Ora, isso significa mais 136 libras (160 euros) per capita, num total de 35 mil milhões de libras (41 mil milhões de euros). Trata-se de um recado para Jeremy Corbyn, que pode depender dos votos do SNP para formar governo caso os conservadores falhem a maioria absoluta. Afastar Boris Johnson de Downing Street é uma das prioridades de Sturgeon.

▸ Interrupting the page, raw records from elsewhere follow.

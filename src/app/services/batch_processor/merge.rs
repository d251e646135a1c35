//! Cross-file regrouping and in-section ordering
//!
//! The optional group-and-sort pass partitions merged records by canonical
//! section, keeps only the first marker seen per section as that section's
//! single header row, and orders each section's data records by their
//! best-available timestamp. Records lacking any resolvable timestamp keep
//! their relative order after all timestamped records.

use std::cmp::Ordering;
use std::collections::HashMap;

use crate::app::models::Record;
use crate::constants::sections;

#[derive(Debug, Default)]
struct SectionGroup {
    marker: Option<Record>,
    data: Vec<Record>,
}

/// Regroup records by section and sort within each section.
///
/// Sections are re-emitted in a deterministic order: the canonical sections
/// first, then unknown sections in order of first appearance in the merged
/// stream.
pub fn group_and_sort(records: Vec<Record>) -> Vec<Record> {
    let mut groups: HashMap<String, SectionGroup> = HashMap::new();
    let mut first_seen: Vec<String> = Vec::new();

    for record in records {
        let section = record.section().to_string();
        let group = groups.entry(section.clone()).or_insert_with(|| {
            first_seen.push(section.clone());
            SectionGroup::default()
        });
        if record.is_marker() {
            // Only the first marker survives as the section's header row
            if group.marker.is_none() {
                group.marker = Some(record);
            }
        } else {
            group.data.push(record);
        }
    }

    let mut ordered_sections: Vec<String> = Vec::new();
    for canonical in sections::CANONICAL_ORDER {
        if groups.contains_key(*canonical) {
            ordered_sections.push(canonical.to_string());
        }
    }
    for section in &first_seen {
        if !sections::CANONICAL_ORDER.contains(&section.as_str()) {
            ordered_sections.push(section.clone());
        }
    }

    let mut output = Vec::new();
    for section in ordered_sections {
        let mut group = match groups.remove(&section) {
            Some(group) => group,
            None => continue,
        };
        if let Some(marker) = group.marker.take() {
            output.push(marker);
        }
        group.data.sort_by(compare_timestamps);
        output.append(&mut group.data);
    }

    output
}

/// Timestamped records sort ascending; untimed records sort after all
/// timestamped ones. The sort is stable, so equal keys and the untimed
/// group keep their merged order.
fn compare_timestamps(a: &Record, b: &Record) -> Ordering {
    match (a.timestamp(), b.timestamp()) {
        (Some(ta), Some(tb)) => ta.cmp(tb),
        (Some(_), None) => Ordering::Less,
        (None, Some(_)) => Ordering::Greater,
        (None, None) => Ordering::Equal,
    }
}
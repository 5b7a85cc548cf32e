use std::path::Path;

use super::data::AnalysisReport;
use crate::report_helpers;

/// Print a boxed summary of the analysis to stdout.
pub fn print_summary(report: &AnalysisReport, artifacts: &[&Path]) {
    let separator = report_helpers::separator(68);
    let s = &report.summary;

    println!("{separator}");
    println!(" CSS Duplicate Class Analysis");
    println!();
    println!(" Files analyzed:       {:>42}", report.total_files);
    println!(" Class definitions:    {:>42}", report.total_definitions);
    println!(" Unique classes:       {:>42}", report.total_classes);
    println!(" Classes duplicated:   {:>42}", report.duplicate_classes());
    println!();
    println!(" High priority (3+, conflicting): {:>31}", s.high_priority_conflicts);
    println!(" Medium priority (2, conflicting):{:>31}", s.medium_priority_conflicts);
    println!(" Harmless (identical):            {:>31}", s.harmless_duplicates);

    if !report.failures.is_empty() || !report.scan_warnings.is_empty() {
        println!();
        println!(" Files skipped:        {:>42}", report.failures.len());
        println!(" Unreadable dirs:      {:>42}", report.scan_warnings.len());
    }

    if !artifacts.is_empty() {
        println!();
        println!(" Reports saved:");
        for path in artifacts {
            println!("   {}", path.display());
        }
    }
    println!("{separator}");
}
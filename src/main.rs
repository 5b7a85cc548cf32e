mod analyzer;
mod cli;
mod cli_help;
mod config;
mod css;
mod detector;
mod error;
mod report;
mod report_helpers;
mod walk;

use std::path::Path;

use clap::Parser;
use tracing::Level;

use analyzer::RunOptions;
use cli::Cli;
use config::Config;

fn init_logging(cli: &Cli) {
    let level = if cli.quiet {
        Level::ERROR
    } else if cli.verbose {
        Level::DEBUG
    } else {
        Level::INFO
    };
    tracing_subscriber::fmt()
        .with_writer(std::io::stderr)
        .with_max_level(level)
        .with_target(false)
        .without_time()
        .init();
}

fn main() {
    let cli = Cli::parse();
    init_logging(&cli);

    let cfg = match Config::resolve(cli.config.as_deref(), Path::new(".")) {
        Ok(cfg) => cfg.apply(cli.overrides()),
        Err(err) => {
            eprintln!("error: {err}");
            std::process::exit(1);
        }
    };

    let opts = RunOptions {
        json: cli.json,
        write: !cli.no_write,
    };
    if let Err(err) = analyzer::run(&cfg, opts) {
        eprintln!("error: {err}");
        std::process::exit(1);
    }
}
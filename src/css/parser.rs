//! Stylesheet parsing on top of `cssparser`.
//!
//! Produces a tree of style rules and conditional groups (`@media`,
//! `@supports`, ...). Only the structure needed for class analysis is kept:
//! selector lists, declarations, and the prelude of every enclosing group.
//! Other at-rules (`@keyframes`, `@font-face`, `@import`, ...) are skipped.
//!
//! `cssparser` follows the CSS Syntax error recovery rules, so a block or
//! comment left open at the end of the file is closed implicitly. The first
//! error it reports rejects the whole file. On top of that, a stray `}`, a
//! selector with no block, and a `{` inside a declaration list are errors.
use cssparser::{
    AtRuleParser, BasicParseErrorKind, CowRcStr, DeclarationParser, ParseError as CssParseError,
    ParseErrorKind as CssErrorKind, Parser, ParserInput, ParserState, QualifiedRuleParser,
    RuleBodyItemParser, RuleBodyParser, StyleSheetParser, ToCss, Token,
};
use thiserror::Error;

/// A single `property: value` pair inside a rule body.
#[derive(Debug, Clone, PartialEq, Eq)]
pub struct Declaration {
    pub property: String,
    pub value: String,
}

/// A plain rule: selector list plus declaration block.
#[derive(Debug, Clone, PartialEq, Eq)]
pub struct StyleRule {
    pub selectors: Vec<String>,
    pub declarations: Vec<Declaration>,
    pub line: usize, // 1-based line of the first selector character
}

/// A conditional group at-rule wrapping nested rules, e.g.
/// `@media (max-width: 767px) { ... }`.
#[derive(Debug, Clone, PartialEq, Eq)]
pub struct ConditionalGroup {
    pub prelude: String, // whitespace-collapsed text between keyword and `{`
    pub rules: Vec<Rule>,
}

#[derive(Debug, Clone, PartialEq, Eq)]
pub enum Rule {
    Style(StyleRule),
    Conditional(ConditionalGroup),
}

#[derive(Debug, Clone, PartialEq, Eq, Error)]
pub enum ParseErrorKind {
    #[error("unterminated string")]
    UnterminatedString,
    #[error("malformed url()")]
    MalformedUrl,
    #[error("unexpected `}}`")]
    UnexpectedCloseBrace,
    #[error("missing `{{` after selector")]
    MissingBlock,
    #[error("unexpected `{{` inside declaration block")]
    NestedBlock,
    #[error("malformed declaration `{0}`")]
    MalformedDeclaration(String),
    #[error("unexpected `{0}`")]
    UnexpectedToken(String),
    #[error("invalid rule")]
    InvalidRule,
}

#[derive(Debug, Clone, PartialEq, Eq, Error)]
#[error("line {line}: {kind}")]
pub struct ParseError {
    pub line: usize,
    pub kind: ParseErrorKind,
}

type CssError<'i> = CssParseError<'i, ParseErrorKind>;

impl From<CssError<'_>> for ParseError {
    fn from(err: CssError<'_>) -> Self {
        let kind = match err.kind {
            CssErrorKind::Custom(kind) => kind,
            // The only rule that can run out of input is a selector with no block.
            CssErrorKind::Basic(BasicParseErrorKind::EndOfInput) => ParseErrorKind::MissingBlock,
            CssErrorKind::Basic(BasicParseErrorKind::UnexpectedToken(token)) => {
                ParseErrorKind::UnexpectedToken(token.to_css_string())
            }
            CssErrorKind::Basic(_) => ParseErrorKind::InvalidRule,
        };
        ParseError {
            line: err.location.line as usize + 1,
            kind,
        }
    }
}

/// At-rules whose block holds ordinary rules that apply conditionally.
const CONDITIONAL_GROUPS: &[&str] = &[
    "media",
    "supports",
    "container",
    "layer",
    "document",
    "-moz-document",
];

fn collapse_whitespace(s: &str) -> String {
    s.split_whitespace().collect::<Vec<_>>().join(" ")
}

/// Tokens that never belong in a selector or at-rule prelude.
fn prelude_error(token: &Token) -> Option<ParseErrorKind> {
    match token {
        Token::BadString(_) => Some(ParseErrorKind::UnterminatedString),
        Token::BadUrl(_) => Some(ParseErrorKind::MalformedUrl),
        Token::CloseCurlyBracket => Some(ParseErrorKind::UnexpectedCloseBrace),
        Token::Semicolon => Some(ParseErrorKind::MissingBlock),
        _ => None,
    }
}

/// Append the serialized form of `token` to `out`, descending into
/// functions and bracketed blocks. Comments never reach this point.
fn render_token<'i>(
    input: &mut Parser<'i, '_>,
    token: Token<'i>,
    out: &mut String,
) -> Result<(), CssError<'i>> {
    if let Some(kind) = prelude_error(&token) {
        return Err(input.new_custom_error(kind));
    }
    match token {
        Token::WhiteSpace(_) => out.push(' '),
        Token::Function(_) | Token::ParenthesisBlock | Token::SquareBracketBlock => {
            out.push_str(&token.to_css_string());
            input.parse_nested_block(|nested| render_all(nested, out))?;
            out.push(if token == Token::SquareBracketBlock { ']' } else { ')' });
        }
        other => out.push_str(&other.to_css_string()),
    }
    Ok(())
}

fn render_all<'i>(input: &mut Parser<'i, '_>, out: &mut String) -> Result<(), CssError<'i>> {
    while let Ok(token) = input.next_including_whitespace().cloned() {
        render_token(input, token, out)?;
    }
    Ok(())
}

/// Read a selector list, splitting on top-level commas (`:is(.a, .b)`
/// stays whole).
fn selector_list<'i>(input: &mut Parser<'i, '_>) -> Result<Vec<String>, CssError<'i>> {
    let mut selectors = Vec::new();
    let mut current = String::new();
    while let Ok(token) = input.next_including_whitespace().cloned() {
        if token == Token::Comma {
            selectors.push(collapse_whitespace(&current));
            current.clear();
        } else {
            render_token(input, token, &mut current)?;
        }
    }
    selectors.push(collapse_whitespace(&current));
    selectors.retain(|s| !s.is_empty());
    Ok(selectors)
}

/// Consume the rest of `input` without looking at it.
fn skip_rest(input: &mut Parser<'_, '_>) {
    while input.next().is_ok() {}
}

/// Parses the body of a style rule. Only declarations are accepted.
struct DeclarationListParser;

impl<'i> DeclarationParser<'i> for DeclarationListParser {
    type Declaration = Declaration;
    type Error = ParseErrorKind;

    fn parse_value<'t>(
        &mut self,
        name: CowRcStr<'i>,
        input: &mut Parser<'i, 't>,
    ) -> Result<Declaration, CssError<'i>> {
        // Value text is copied from the source token by token so it stays
        // byte-identical, minus comments.
        let mut value = String::new();
        loop {
            let before = input.position();
            let token = match input.next_including_whitespace_and_comments() {
                Ok(token) => token.clone(),
                Err(_) => break,
            };
            let kind = match token {
                Token::Comment(_) => {
                    value.push(' ');
                    continue;
                }
                Token::Function(_) | Token::ParenthesisBlock | Token::SquareBracketBlock => {
                    input.parse_nested_block(|nested| {
                        skip_rest(nested);
                        Ok::<_, CssError<'i>>(())
                    })?;
                    value.push_str(input.slice_from(before));
                    continue;
                }
                Token::CurlyBracketBlock => ParseErrorKind::NestedBlock,
                Token::BadString(_) => ParseErrorKind::UnterminatedString,
                Token::BadUrl(_) => ParseErrorKind::MalformedUrl,
                _ => {
                    value.push_str(input.slice_from(before));
                    continue;
                }
            };
            return Err(input.new_custom_error(kind));
        }
        Ok(Declaration {
            property: name.to_string(),
            value: collapse_whitespace(&value),
        })
    }
}

impl<'i> AtRuleParser<'i> for DeclarationListParser {
    type Prelude = ();
    type AtRule = Declaration;
    type Error = ParseErrorKind;
}

impl<'i> QualifiedRuleParser<'i> for DeclarationListParser {
    type Prelude = ();
    type QualifiedRule = Declaration;
    type Error = ParseErrorKind;
}

impl<'i> RuleBodyItemParser<'i, Declaration, ParseErrorKind> for DeclarationListParser {
    fn parse_declarations(&self) -> bool {
        true
    }

    fn parse_qualified(&self) -> bool {
        false
    }
}

fn parse_declarations<'i>(input: &mut Parser<'i, '_>) -> Result<Vec<Declaration>, CssError<'i>> {
    let mut declarations = Vec::new();
    for item in RuleBodyParser::new(input, &mut DeclarationListParser) {
        match item {
            Ok(declaration) => declarations.push(declaration),
            Err((err, _)) if matches!(err.kind, CssErrorKind::Custom(_)) => return Err(err),
            Err((err, text)) => {
                let kind = if text.contains('{') {
                    ParseErrorKind::NestedBlock
                } else {
                    ParseErrorKind::MalformedDeclaration(collapse_whitespace(
                        text.trim_end_matches(';'),
                    ))
                };
                return Err(CssParseError {
                    kind: CssErrorKind::Custom(kind),
                    location: err.location,
                });
            }
        }
    }
    Ok(declarations)
}

/// Prelude of an at-rule in a rule list.
enum AtRulePrelude {
    Conditional(String),
    Skipped,
}

/// Parses a list of rules: the stylesheet itself or the body of a
/// conditional group. Skipped at-rules come out as `None`.
struct RuleListParser;

impl<'i> QualifiedRuleParser<'i> for RuleListParser {
    type Prelude = Vec<String>;
    type QualifiedRule = Option<Rule>;
    type Error = ParseErrorKind;

    fn parse_prelude<'t>(
        &mut self,
        input: &mut Parser<'i, 't>,
    ) -> Result<Vec<String>, CssError<'i>> {
        selector_list(input)
    }

    fn parse_block<'t>(
        &mut self,
        selectors: Vec<String>,
        start: &ParserState,
        input: &mut Parser<'i, 't>,
    ) -> Result<Option<Rule>, CssError<'i>> {
        Ok(Some(Rule::Style(StyleRule {
            selectors,
            declarations: parse_declarations(input)?,
            line: start.source_location().line as usize + 1,
        })))
    }
}

impl<'i> AtRuleParser<'i> for RuleListParser {
    type Prelude = AtRulePrelude;
    type AtRule = Option<Rule>;
    type Error = ParseErrorKind;

    fn parse_prelude<'t>(
        &mut self,
        name: CowRcStr<'i>,
        input: &mut Parser<'i, 't>,
    ) -> Result<AtRulePrelude, CssError<'i>> {
        if CONDITIONAL_GROUPS.iter().any(|k| name.eq_ignore_ascii_case(k)) {
            let mut text = String::new();
            render_all(input, &mut text)?;
            Ok(AtRulePrelude::Conditional(collapse_whitespace(&text)))
        } else {
            skip_rest(input);
            Ok(AtRulePrelude::Skipped)
        }
    }

    fn rule_without_block(
        &mut self,
        _prelude: AtRulePrelude,
        _start: &ParserState,
    ) -> Result<Option<Rule>, ()> {
        Ok(None)
    }

    fn parse_block<'t>(
        &mut self,
        prelude: AtRulePrelude,
        _start: &ParserState,
        input: &mut Parser<'i, 't>,
    ) -> Result<Option<Rule>, CssError<'i>> {
        match prelude {
            AtRulePrelude::Conditional(prelude) => Ok(Some(Rule::Conditional(ConditionalGroup {
                prelude,
                rules: parse_rule_list(input)?,
            }))),
            AtRulePrelude::Skipped => {
                skip_rest(input);
                Ok(None)
            }
        }
    }
}

fn parse_rule_list<'i>(input: &mut Parser<'i, '_>) -> Result<Vec<Rule>, CssError<'i>> {
    let mut rules = Vec::new();
    for item in StyleSheetParser::new(input, &mut RuleListParser) {
        match item {
            Ok(Some(rule)) => rules.push(rule),
            Ok(None) => {}
            Err((err, _)) => return Err(err),
        }
    }
    Ok(rules)
}

/// Parse a whole stylesheet. The first error rejects the file.
pub fn parse_stylesheet(src: &str) -> Result<Vec<Rule>, ParseError> {
    let src = src.strip_prefix('\u{feff}').unwrap_or(src);
    let mut input = ParserInput::new(src);
    let mut parser = Parser::new(&mut input);
    parse_rule_list(&mut parser).map_err(ParseError::from)
}

#[cfg(test)]
#[path = "parser_test.rs"]
mod tests;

Todos os partidos propõem maior despesa em saúde, mas nenhum ao nível do SNP. Os nacionalistas querem ainda mais dinheiro para infraestruturas; abolição do sistema de dissuasão nuclear Trident, composto por submarinos instalados perto de Glasgow; impedir privatizações na saúde; descentralização de competências no combate à toxicodependência, fluxos migratórios, emprego, pensões e transportes; medidas contra as alterações climáticas; alargamento das licenças parentais. O SNP tinha, na legislatura finda, 35 deputados na Câmara dos Comuns (só concorre aos 59 lugares que representam a Escócia, num total de 650).